---- Data extract

use std::path::Path;
use std::time::Duration;

use serde::Deserialize;
use tracing::debug;

use crate::cli::Cli;
use crate::error::{Error, Result};

pub const DEFAULT_CONFIG_PATH: &str = ".tpwatch.toml";
pub const DEFAULT_API_URL: &str = "http://localhost:8080";
pub const DEFAULT_TOKEN_ENV: &str = "TPWATCH_TOKEN";
pub const DEFAULT_POLL_INTERVAL_SECS: u64 = 5;
pub const DEFAULT_MAX_POLLS: u32 = 24;
pub const DEFAULT_REQUEST_TIMEOUT_SECS: u64 = 30;

#[derive(Debug, Clone, Deserialize, Default, PartialEq)]
#[serde(deny_unknown_fields)]
pub struct ConfigFile {
    pub api_url: Option<String>,
    pub token_env: Option<String>,
    pub poll_interval: Option<u64>,
    pub max_polls: Option<u32>,
    pub request_timeout: Option<u64>,
}

#[derive(Debug, Clone, PartialEq)]
pub struct Config {
    pub api_url: String,
    pub token_env: String,
    pub poll_interval: u64,
    pub max_polls: u32,
    pub request_timeout: u64,
}

impl Default for Config {
    fn default() -> Self {
        Self {
            api_url: DEFAULT_API_URL.to_string(),
            token_env: DEFAULT_TOKEN_ENV.to_string(),
            poll_interval: DEFAULT_POLL_INTERVAL_SECS,
            max_polls: DEFAULT_MAX_POLLS,
            request_timeout: DEFAULT_REQUEST_TIMEOUT_SECS,
        }
    }
}

impl Config {
    /// Load the config file (if any) and apply CLI overrides.
    ///
    /// An explicit `--config` path must exist; the default path is optional.
    pub fn load(cli: &Cli) -> Result<Self> {
        let (path, explicit) = match cli.config.as_deref() {
            Some(p) => (Path::new(p), true),
            None => (Path::new(DEFAULT_CONFIG_PATH), false),
        };

        let file_config = if path.exists() {
            let content = std::fs::read_to_string(path)?;
            parse_config(&content)?
        } else if explicit {
            return Err(Error::ConfigNotFound(path.to_path_buf()));
        } else {
            debug!(path = %path.display(), "no config file, using defaults");
            ConfigFile::default()
        };

        let config = merge(file_config, cli);
        validate_merged(&config)?;
        Ok(config)
    }

    pub fn poll_interval(&self) -> Duration {
        Duration::from_secs(self.poll_interval)
    }

    pub fn request_timeout(&self) -> Duration {
        Duration::from_secs(self.request_timeout)
    }

    /// Bearer token from the configured environment variable, if set and non-empty.
    pub fn resolve_token(&self) -> Option<String> {
        std::env::var(&self.token_env)
            .ok()
            .filter(|t| !t.trim().is_empty())
    }
}

pub fn parse_config(content: &str) -> Result<ConfigFile> {
    let config: ConfigFile = toml::from_str(content)?;
    validate(&config)?;
    Ok(config)
}

fn validate(config: &ConfigFile) -> Result<()> {
    if let Some(ref url) = config.api_url {
        validate_api_url(url)?;
    }
    if let Some(interval) = config.poll_interval
        && interval == 0
    {
        return Err(Error::ConfigValidation(
            "poll_interval must be > 0".to_string(),
        ));
    }
    if let Some(max) = config.max_polls
        && max == 0
    {
        return Err(Error::ConfigValidation("max_polls must be > 0".to_string()));
    }
    if let Some(timeout) = config.request_timeout
        && timeout == 0
    {
        return Err(Error::ConfigValidation(
            "request_timeout must be > 0".to_string(),
        ));
    }
    if let Some(ref env) = config.token_env
        && env.trim().is_empty()
    {
        return Err(Error::ConfigValidation(
            "token_env must not be empty".to_string(),
        ));
    }
    Ok(())
}

// CLI values bypass `validate`, so re-check the merged result.
fn validate_merged(config: &Config) -> Result<()> {
    validate_api_url(&config.api_url)?;
    if config.poll_interval == 0 {
        return Err(Error::ConfigValidation(
            "poll_interval must be > 0".to_string(),
        ));
    }
    if config.max_polls == 0 {
        return Err(Error::ConfigValidation("max_polls must be > 0".to_string()));
    }
    Ok(())
}

fn validate_api_url(url: &str) -> Result<()> {
    if url.starts_with("http://") || url.starts_with("https://") {
        Ok(())
    } else {
        Err(Error::ConfigValidation(format!(
            "api_url must start with http:// or https:// (got: {url})"
        )))
    }
}

pub fn merge(file: ConfigFile, cli: &Cli) -> Config {
    Config {
        api_url: cli
            .api_url
            .clone()
            .or(file.api_url)
            .map(|u| u.trim_end_matches('/').to_string())
            .unwrap_or_else(|| DEFAULT_API_URL.to_string()),
        token_env: file
            .token_env
            .unwrap_or_else(|| DEFAULT_TOKEN_ENV.to_string()),
        poll_interval: cli
            .poll_seconds
            .or(file.poll_interval)
            .unwrap_or(DEFAULT_POLL_INTERVAL_SECS),
        max_polls: cli.max_polls.or(file.max_polls).unwrap_or(DEFAULT_MAX_POLLS),
        request_timeout: file
            .request_timeout
            .unwrap_or(DEFAULT_REQUEST_TIMEOUT_SECS),
    }
}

--------

_Exercise prompt_. Word for word, return the entire set of entries.

_Output of the exercise_.
use std::path::Path;
use std::time::Duration;

use serde::Deserialize;
use tracing::debug;

use crate::cli::Cli;
use crate::error::{Error, Result};

pub const DEFAULT_CONFIG_PATH: &str = ".tpwatch.toml";
pub const DEFAULT_API_URL: &str = "http://localhost:8080";
pub const DEFAULT_TOKEN_ENV: &str = "TPWATCH_TOKEN";
pub const DEFAULT_POLL_INTERVAL_SECS: u64 = 5;
pub const DEFAULT_MAX_POLLS: u32 = 24;
pub const DEFAULT_REQUEST_TIMEOUT_SECS: u64 = 30;

#[derive(Debug, Clone, Deserialize, Default, PartialEq)]
#[serde(deny_unknown_fields)]
pub struct ConfigFile {
    pub api_url: Option<String>,
    pub token_env: Option<String>,
    pub poll_interval: Option<u64>,
    pub max_polls: Option<u32>,
    pub request_timeout: Option<u64>,
}

#[derive(Debug, Clone, PartialEq)]
pub struct Config {
    pub api_url: String,
    pub token_env: String,
    pub poll_interval: u64,
    pub max_polls: u32,
    pub request_timeout: u64,
}

impl Default for Config {
    fn default() -> Self {
        Self {
            api_url: DEFAULT_API_URL.to_string(),
            token_env: DEFAULT_TOKEN_ENV.to_string(),
            poll_interval: DEFAULT_POLL_INTERVAL_SECS,
            max_polls: DEFAULT_MAX_POLLS,
            request_timeout: DEFAULT_REQUEST_TIMEOUT_SECS,
        }
    }
}

impl Config {
    /// Load the config file (if any) and apply CLI overrides.
    ///
    /// An explicit `--config` path must exist; the default path is optional.
    pub fn load(cli: &Cli) -> Result<Self> {
        let (path, explicit) = match cli.config.as_deref() {
            Some(p) => (Path::new(p), true),
            None => (Path::new(DEFAULT_CONFIG_PATH), false),
        };

        let file_config = if path.exists() {
            let content = std::fs::read_to_string(path)?;
            parse_config(&content)?
        } else if explicit {
            return Err(Error::ConfigNotFound(path.to_path_buf()));
        } else {
            debug!(path = %path.display(), "no config file, using defaults");
            ConfigFile::default()
        };

        let config = merge(file_config, cli);
        validate_merged(&config)?;
        Ok(config)
    }

    pub fn poll_interval(&self) -> Duration {
        Duration::from_secs(self.poll_interval)
    }

    pub fn request_timeout(&self) -> Duration {
        Duration::from_secs(self.request_timeout)
    }

    /// Bearer token from the configured environment variable, if set and non-empty.
    pub fn resolve_token(&self) -> Option<String> {
        std::env::var(&self.token_env)
            .ok()
            .filter(|t| !t.trim().is_empty())
    }
}

pub fn parse_config(content: &str) -> Result<ConfigFile> {
    let config: ConfigFile = toml::from_str(content)?;
    validate(&config)?;
    Ok(config)
}

fn validate(config: &ConfigFile) -> Result<()> {
    if let Some(ref url) = config.api_url {
        validate_api_url(url)?;
    }
    if let Some(interval) = config.poll_interval
        && interval == 0
    {
        return Err(Error::ConfigValidation(
            "poll_interval must be > 0".to_string(),
        ));
    }
    if let Some(max) = config.max_polls
        && max == 0
    {
        return Err(Error::ConfigValidation("max_polls must be > 0".to_string()));
    }
    if let Some(timeout) = config.request_timeout
        && timeout == 0
    {
        return Err(Error::ConfigValidation(
            "request_timeout must be > 0".to_string(),
        ));
    }
    if let Some(ref env) = config.token_env
        && env.trim().is_empty()
    {
        return Err(Error::ConfigValidation(
            "token_env must not be empty".to_string(),
        ));
    }
    Ok(())
}

// CLI values bypass `validate`, so re-check the merged result.
fn validate_merged(config: &Config) -> Result<()> {
    validate_api_url(&config.api_url)?;
    if config.poll_interval == 0 {
        return Err(Error::ConfigValidation(
            "poll_interval must be > 0".to_string(),
        ));
    }
    if config.max_polls == 0 {
        return Err(Error::ConfigValidation("max_polls must be > 0".to_string()));
    }
    Ok(())
}

fn validate_api_url(url: &str) -> Result<()> {
    if url.starts_with("http://") || url.starts_with("https://") {
        Ok(())
    } else {
        Err(Error::ConfigValidation(format!(
            "api_url must start with http:// or https:// (got: {url})"
        )))
    }
}

pub fn merge(file: ConfigFile, cli: &Cli) -> Config {
    Config {
        api_url: cli
            .api_url
            .clone()
            .or(file.api_url)
            .map(|u| u.trim_end_matches('/').to_string())
            .unwrap_or_else(|| DEFAULT_API_URL.to_string()),
        token_env: file
            .token_env
            .unwrap_or_else(|| DEFAULT_TOKEN_ENV.to_string()),
        poll_interval: cli
            .poll_seconds
            .or(file.poll_interval)
            .unwrap_or(DEFAULT_POLL_INTERVAL_SECS),
        max_polls: cli.max_polls.or(file.max_polls).unwrap_or(DEFAULT_MAX_POLLS),
        request_timeout: file
            .request_timeout
            .unwrap_or(DEFAULT_REQUEST_TIMEOUT_SECS),
    }
}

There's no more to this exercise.